= Sir Cleave More, 2nd Baronet =

Sir Cleave More, 2nd Baronet (5 March 1664 – 1730), of Bank Hall, Walton, Lancashire, was a Whig politician who sat in the House of Commons from 1709 to 1710.

More was the fifth, but eldest surviving son of Sir Edward More, 1st Baronet, of Bank Hall Walton and his wife Dorothy Fenwick, daughter of Sir William Fenwick of Meldon, Northumberland. He succeeded his father in the baronetcy in October 1678. He was educated at Westminster School; and matriculated at Christ Church, Oxford in 1682. In 1691, he married Anne Edmunds, daughter. of John Edmunds of Cumberlow, Hertfordshire.

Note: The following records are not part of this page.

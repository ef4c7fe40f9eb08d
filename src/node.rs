//! Node model: the per-slot record stored in the pool.
//!
//! A node is two child handles, a height byte and an entry. Heights count
//! nodes: nil is 0, a leaf is 1, and every live node's height is one more
//! than its taller child's. The entry is the per-container payload kind,
//! abstracted by [`Entry`] so one tree engine serves sets and maps alike.

use crate::pool::PoolIdx;

pub(crate) const L: usize = 0;
pub(crate) const R: usize = 1;

/// Payload of a tree node: anything with an orderable key accessor.
pub(crate) trait Entry {
    type Key;

    fn key(&self) -> &Self::Key;
}

#[derive(Clone, Debug)]
pub(crate) struct Node<E, I> {
    /// Child handles, `[left, right]`. Nil means no child.
    pub(crate) kid: [I; 2],
    pub(crate) height: u8,
    pub(crate) entry: E,
}

impl<E, I: PoolIdx> Node<E, I> {
    /// A fresh detached leaf.
    pub(crate) fn leaf(entry: E) -> Self {
        Node {
            kid: [I::nil(), I::nil()],
            height: 1,
            entry,
        }
    }
}

/// Set payload: the key is the whole element, read-only once inserted.
#[derive(Clone, Debug)]
pub(crate) struct SetEntry<T>(pub(crate) T);

impl<T> Entry for SetEntry<T> {
    type Key = T;

    #[inline]
    fn key(&self) -> &T {
        &self.0
    }
}

/// Map payload: immutable key plus freely mutable value.
///
/// The two fields replace the original design's aliased mutable/immutable
/// pair views; value mutation never touches the key, so it never requires
/// re-sorting. The key field itself is only written by the engine's pull-out
/// based key alteration, while the node is detached from the tree.
#[derive(Clone, Debug)]
pub(crate) struct MapEntry<K, V> {
    pub(crate) key: K,
    pub(crate) value: V,
}

impl<K, V> Entry for MapEntry<K, V> {
    type Key = K;

    #[inline]
    fn key(&self) -> &K {
        &self.key
    }
}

At the 1708 British general election, More stood for Parliament as a Whig at Bramber but was defeated in the poll. However he petitioned and was seated as Member of Parliament for Bramber on 15 January 1709. He spent much of his time in Parliament taking forward a scheme to provide a water supply for Liverpool. He voted for the naturalisation of the Palatines in 1709 and for the impeachment of Henry Sacheverell in 1710. He did not stand at the 1710 British general election.

More died at St Anne's, Aldersgate, in London on 3 March 1730 leaving one son, Joseph, who succeeded to the baronetcy.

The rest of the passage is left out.